En el Ecuador contemporáneo, donde la justicia camina con bastón y los medios de comunicación corren con la lengua suelta, el daño moral se ha vuelto una herida invisible que no sangra, pero duele. La reciente exposición mediática del llamado Caso Purga –una trama de supuesta corrupción judicial en la que se involucra a jueces, fiscales y políticos– ha desnudado no solo la podredumbre institucional, sino también la falta de responsabilidad ética en ciertos sectores del periodismo ecuatoriano.
En un escenario donde la primicia vale más que la verdad, algunos medios han optado por señalar antes que comprobar, acusar antes que investigar y exponer antes que proteger. Como si se tratara de un circo romano moderno, la televisión basura y las redes sociales juegan a lanzar a la arena a los señalados sin una sentencia previa, sin derecho a réplica ni a intimidad. Se convierte así la libertad de expresión en un arma de doble filo: afilada para el espectáculo, roma para la ética.
“Los medios, cuando actúan sin ética, no informan: fusilan. Y lo hacen con la tinta de una pluma que, aunque no mata, destruye prestigios, relaciones y tranquilidades".
Evelyn Haro.
Periodismo en la era digital [Reportaje]
Utilizando la hipérbole, podríamos decir que los medios, cuando actúan sin ética, no informan: fusilan. Y lo hacen con la tinta de una pluma que, aunque no mata, destruye prestigios, relaciones y tranquilidades. Porque el daño moral no se mide en cicatrices visibles, sino en la angustia de quienes deben enfrentar acusaciones sin respaldo, en la depresión de quienes pierden su nombre y en el silencio de quienes ya no confían en la justicia ni en la prensa.
No se trata de censurar la labor periodística. Se trata de ejercerla con responsabilidad. La ironía más dolorosa es que, en nombre de la verdad, muchos terminan fabricando mentiras disfrazadas de titulares. El Caso Purga no solo debe llevar a los culpables ante la justicia, sino también obligar a los medios a mirarse en el espejo. ¿Se informan o se intoxican las audiencias? ¿Se defiende la verdad o se trafica con ella?.
"El daño moral no se mide en cicatrices visibles, sino en la angustia de quienes deben enfrentar acusaciones sin respaldo"

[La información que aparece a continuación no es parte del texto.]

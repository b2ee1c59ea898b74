//! Editor tools - selection, placement, fill painting, deletion, pan/zoom
//!
//! Every pointer event maps to exactly one transition on [`EditorState`]:
//! [`pointer_down`](EditorState::pointer_down), [`pointer_move`](EditorState::pointer_move),
//! [`pointer_up`](EditorState::pointer_up) or [`wheel_zoom`](EditorState::wheel_zoom).
//! Coordinates are canvas pixels with the origin at the top-left of the view.

mod confirm;
mod context;
mod delete;
mod input;
mod paint;
mod place;
mod select;

pub use confirm::PendingConfirmation;
pub use context::{ContextAction, ContextMenu};
pub use input::{handle_canvas_input, handle_zoom_input, sync_canvas_size};
pub use place::Placement;

use bevy::prelude::*;
use bevy_level_core::{find_group, Level, TileGroup, TileLayer};
use serde::{Deserialize, Serialize};
use uuid::Uuid;

use crate::storage::session_active;
use crate::{EditorState, ZOOM_MAX, ZOOM_MIN};

/// Zoom factor per wheel step
pub const ZOOM_STEP: f32 = 1.1;

/// Plugin for editor tools and canvas input
pub struct EditorToolsPlugin;

impl Plugin for EditorToolsPlugin {
    fn build(&self, app: &mut App) {
        app.add_systems(
            Update,
            (sync_canvas_size, handle_canvas_input, handle_zoom_input)
                .chain()
                .run_if(session_active),
        );
    }
}

/// Tool mode
#[derive(Debug, Clone, Copy, PartialEq, Eq, Default, Serialize, Deserialize)]
#[serde(rename_all = "lowercase")]
pub enum EditorTool {
    #[default]
    Select,
    /// Place tiles, stamp patterns or brush fill patterns
    Platform,
    Delete,
}

impl EditorTool {
    pub fn label(&self) -> &'static str {
        match self {
            EditorTool::Select => "Select",
            EditorTool::Platform => "Platform",
            EditorTool::Delete => "Delete",
        }
    }
}

/// What the platform tool paints with. At most one source is active.
#[derive(Debug, Clone, PartialEq, Eq, Default)]
pub enum PaintSource {
    #[default]
    None,
    Tile(String),
    Pattern(String),
    FillPattern(String),
}

impl PaintSource {
    pub fn is_none(&self) -> bool {
        matches!(self, PaintSource::None)
    }
}

#[derive(Debug, Clone, Copy, PartialEq, Eq)]
pub enum PointerButton {
    Left,
    Middle,
    Right,
}

/// Modifier keys held during a pointer event
#[derive(Debug, Clone, Copy, PartialEq, Eq, Default)]
pub struct Modifiers {
    /// Group delete / flood fill
    pub shift: bool,
    /// Additive selection (Ctrl/Cmd)
    pub multi: bool,
}

impl Modifiers {
    pub const NONE: Modifiers = Modifiers {
        shift: false,
        multi: false,
    };
    pub const SHIFT: Modifiers = Modifiers {
        shift: true,
        multi: false,
    };
    pub const MULTI: Modifiers = Modifiers {
        shift: false,
        multi: true,
    };
}

/// The most recently clicked cell
#[derive(Debug, Clone, Copy, PartialEq, Eq)]
pub struct SelectedCell {
    pub x: i32,
    pub y: i32,
    pub layer: TileLayer,
}

/// Current tile and object selection
#[derive(Debug, Clone, Default, PartialEq)]
pub struct Selection {
    pub primary: Option<SelectedCell>,
    /// Selected groups, at most one per group identity
    pub groups: Vec<TileGroup>,
    pub object: Option<Uuid>,
}

impl Selection {
    pub fn clear(&mut self) {
        self.primary = None;
        self.groups.clear();
        self.object = None;
    }

    pub fn is_empty(&self) -> bool {
        self.primary.is_none() && self.groups.is_empty() && self.object.is_none()
    }

    pub fn contains(&self, x: i32, y: i32) -> bool {
        self.groups.iter().any(|g| g.contains(x, y))
    }

    /// Every selected cell, each once
    pub fn cells(&self) -> Vec<(i32, i32)> {
        let mut cells: Vec<_> = self.groups.iter().flat_map(|g| g.positions()).collect();
        if cells.is_empty() {
            cells.extend(self.primary.map(|p| (p.x, p.y)));
        }
        cells.sort_unstable();
        cells.dedup();
        cells
    }

    /// Replace the selection with one group
    pub fn select_group(&mut self, group: TileGroup) {
        self.groups.clear();
        self.groups.push(group);
        self.object = None;
    }

    /// Add `group`, or remove it if a group with the same identity is selected.
    /// Returns true if the group is selected afterwards.
    pub fn toggle_group(&mut self, group: TileGroup) -> bool {
        let id = group.id();
        if let Some(idx) = self.groups.iter().position(|g| g.id() == id) {
            self.groups.remove(idx);
            false
        } else {
            self.groups.push(group);
            self.object = None;
            true
        }
    }

    /// Re-derive selected groups from the level after an edit.
    ///
    /// Each group is recomputed from its first member that still holds the
    /// tile, so grown, shrunk or merged groups keep a current identity. Groups
    /// with no surviving member are dropped, and merged groups collapse to one.
    pub(crate) fn retain_valid(&mut self, level: &Level) {
        let mut refreshed: Vec<TileGroup> = Vec::with_capacity(self.groups.len());
        for group in self.groups.drain(..) {
            let survivor = group.cells.iter().find(|cell| {
                level
                    .grid
                    .get(cell.x, cell.y)
                    .is_some_and(|c| c.holds(&cell.tile_id, group.layer))
            });
            let Some(current) = survivor.and_then(|cell| find_group(&level.grid, cell.x, cell.y))
            else {
                continue;
            };
            let id = current.id();
            if !refreshed.iter().any(|g| g.id() == id) {
                refreshed.push(current);
            }
        }
        self.groups = refreshed;
        if let Some(primary) = self.primary {
            if level.grid.occupied_cell(primary.x, primary.y).is_none() {
                self.primary = None;
            }
        }
        if let Some(id) = self.object {
            if level.object(id).is_none() {
                self.object = None;
            }
        }
    }
}

/// In-progress pointer gesture
#[derive(Debug, Clone, Default)]
pub enum DragState {
    #[default]
    None,
    /// Rectangle for tile or pattern placement, in cells
    Placing { start: (i32, i32), end: (i32, i32) },
    /// Fill-pattern brush stroke; `before` is the level at stroke start
    Painting {
        fill_pattern_id: String,
        before: Box<Level>,
        last_cell: (i32, i32),
        changed: bool,
    },
    /// Middle-button pan, last pointer position in canvas pixels
    Panning { last: (f32, f32) },
}

impl DragState {
    pub fn is_active(&self) -> bool {
        !matches!(self, DragState::None)
    }
}

impl EditorState {
    pub fn pointer_down(&mut self, button: PointerButton, x: f32, y: f32, modifiers: Modifiers) {
        if self.pending.is_some() {
            return;
        }
        let cell = self.viewport().canvas_to_cell(x, y);
        match button {
            PointerButton::Middle => {
                if !self.drag.is_active() {
                    self.drag = DragState::Panning { last: (x, y) };
                }
            }
            PointerButton::Right => self.right_click(cell, (x, y)),
            PointerButton::Left => {
                if self.context_menu.take().is_some() {
                    self.frame.request();
                }
                match self.tool {
                    EditorTool::Select => {
                        let world = self.viewport().canvas_to_world(x, y);
                        self.select_at(cell, world, modifiers.multi);
                    }
                    EditorTool::Delete => self.delete_at(cell, modifiers.shift),
                    EditorTool::Platform => match self.paint_source.clone() {
                        PaintSource::Tile(_) | PaintSource::Pattern(_) => self.begin_placement(cell),
                        PaintSource::FillPattern(id) => self.begin_fill(cell, &id, modifiers.shift),
                        PaintSource::None => {}
                    },
                }
            }
        }
    }

    pub fn pointer_move(&mut self, x: f32, y: f32) {
        if self.pending.is_some() {
            return;
        }
        let cell = self.viewport().canvas_to_cell(x, y);
        let hover = self.level.grid.in_bounds(cell.0, cell.1).then_some(cell);
        if hover != self.hover {
            self.hover = hover;
            self.frame.request();
        }

        let pan_delta = match &mut self.drag {
            DragState::Panning { last } => {
                let delta = (x - last.0, y - last.1);
                *last = (x, y);
                Some(delta)
            }
            _ => None,
        };
        if let Some((dx, dy)) = pan_delta {
            self.pan_by(dx, dy);
        } else if matches!(self.drag, DragState::Placing { .. }) {
            self.update_placement(cell);
        } else if matches!(self.drag, DragState::Painting { .. }) {
            self.continue_fill(cell);
        }
    }

    pub fn pointer_up(&mut self, button: PointerButton, x: f32, y: f32) {
        if self.pending.is_some() {
            return;
        }
        let cell = self.viewport().canvas_to_cell(x, y);
        let placing = matches!(self.drag, DragState::Placing { .. });
        let painting = matches!(self.drag, DragState::Painting { .. });
        let panning = matches!(self.drag, DragState::Panning { .. });
        match button {
            PointerButton::Left if placing => {
                self.update_placement(cell);
                self.finish_placement();
            }
            PointerButton::Left if painting => self.end_fill(),
            PointerButton::Middle if panning => self.drag = DragState::None,
            _ => {}
        }
    }

    /// Zoom by `ZOOM_STEP^steps`, keeping the world point under `(x, y)` in place
    pub fn wheel_zoom(&mut self, steps: f32, x: f32, y: f32) {
        let before = self.viewport();
        let zoom = (self.view.zoom * ZOOM_STEP.powf(steps)).clamp(ZOOM_MIN, ZOOM_MAX);
        if zoom == self.view.zoom {
            return;
        }
        let world = before.canvas_to_world(x, y);
        self.view.zoom = zoom;
        let (scroll_left, scroll_top) = self.viewport().scroll_anchoring(world, (x, y));
        self.view.scroll_left = scroll_left;
        self.view.scroll_top = scroll_top;
        self.clamp_scroll();
        self.frame.request();
    }

    /// Move the view with the pointer (drag right scrolls left)
    pub fn pan_by(&mut self, dx: f32, dy: f32) {
        self.view.scroll_left -= dx;
        self.view.scroll_top -= dy;
        self.clamp_scroll();
        self.frame.request();
    }

    /// Escape: pending confirmation, then drag, then context menu, then selection
    pub fn cancel_current(&mut self) {
        if self.cancel() {
            return;
        }
        if self.drag.is_active() {
            self.end_gesture();
        } else if self.context_menu.take().is_none() {
            self.selection.clear();
        }
        self.frame.request();
    }
}

#[cfg(test)]
mod tests {
    use super::*;
    use crate::testing::*;

    #[test]
    fn test_middle_drag_pans() {
        let mut state = editor_with_grid(100, 100);
        state.view.scroll_left = 200.0;
        state.view.scroll_top = 200.0;
        state.pointer_down(PointerButton::Middle, 400.0, 300.0, Modifiers::NONE);
        state.pointer_move(350.0, 320.0);
        state.pointer_up(PointerButton::Middle, 350.0, 320.0);
        assert_eq!(state.view.scroll_left, 250.0);
        assert_eq!(state.view.scroll_top, 180.0);
        assert!(!state.drag().is_active());
        assert_eq!(state.tool(), EditorTool::Select);
    }

    #[test]
    fn test_pan_clamps_to_content() {
        let mut state = editor_with_grid(10, 10);
        state.pan_by(-5000.0, 5000.0);
        // 320px map inside an 800x600 canvas: nothing to scroll
        assert_eq!((state.view.scroll_left, state.view.scroll_top), (0.0, 0.0));
    }

    #[test]
    fn test_wheel_zoom_keeps_point_under_cursor() {
        let mut state = editor_with_grid(200, 200);
        state.view.scroll_left = 1000.0;
        state.view.scroll_top = 1000.0;
        let world = state.viewport().canvas_to_world(300.0, 200.0);
        state.wheel_zoom(3.0, 300.0, 200.0);
        assert!((state.view.zoom - 1.331).abs() < 1e-3);
        let (px, py) = state.viewport().world_to_canvas(world.0, world.1);
        assert!((px - 300.0).abs() < 1e-2);
        assert!((py - 200.0).abs() < 1e-2);
    }

    #[test]
    fn test_wheel_zoom_clamps() {
        let mut state = editor_with_grid(10, 10);
        state.wheel_zoom(100.0, 0.0, 0.0);
        assert_eq!(state.view.zoom, ZOOM_MAX);
        state.wheel_zoom(-100.0, 0.0, 0.0);
        assert_eq!(state.view.zoom, ZOOM_MIN);
    }

    #[test]
    fn test_hover_tracks_cells_inside_map() {
        let mut state = editor_with_grid(10, 10);
        let (x, y) = cell_center(&state, 3, 4);
        state.pointer_move(x, y);
        assert_eq!(state.hover(), Some((3, 4)));
        state.pointer_move(790.0, 10.0);
        assert_eq!(state.hover(), None);
    }

    #[test]
    fn test_toggle_group_by_identity() {
        let mut state = editor_with_grid(10, 10);
        place_block(&mut state, "solid", (0, 0), (2, 0));
        let group = bevy_level_core::find_group(&state.level().grid, 2, 0).unwrap();
        let same = bevy_level_core::find_group(&state.level().grid, 0, 0).unwrap();
        let mut selection = Selection::default();
        assert!(selection.toggle_group(group));
        assert!(!selection.toggle_group(same));
        assert!(selection.groups.is_empty());
    }
}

A los comunicadores nos corresponde ejercer un periodismo ético, donde la metáfora de la "pluma como espada" no implique un ataque a la dignidad, sino una defensa del bien común. Como lo señala la Ley Orgánica de Comunicación y el artículo 384 de la Constitución del Ecuador, la libertad de expresión no puede desligarse de la responsabilidad social y del respeto a los derechos humanos.
En un país donde la justicia tambalea y la opinión pública se manipula con facilidad, el periodismo no puede convertirse en cómplice del linchamiento moral. Hoy más que nunca, necesitamos voces que iluminen, no que ensucien; que construyan, no que destruyan. Porque si perdemos la ética en la comunicación, habremos perdido mucho más que una noticia: habremos perdido nuestra humanidad.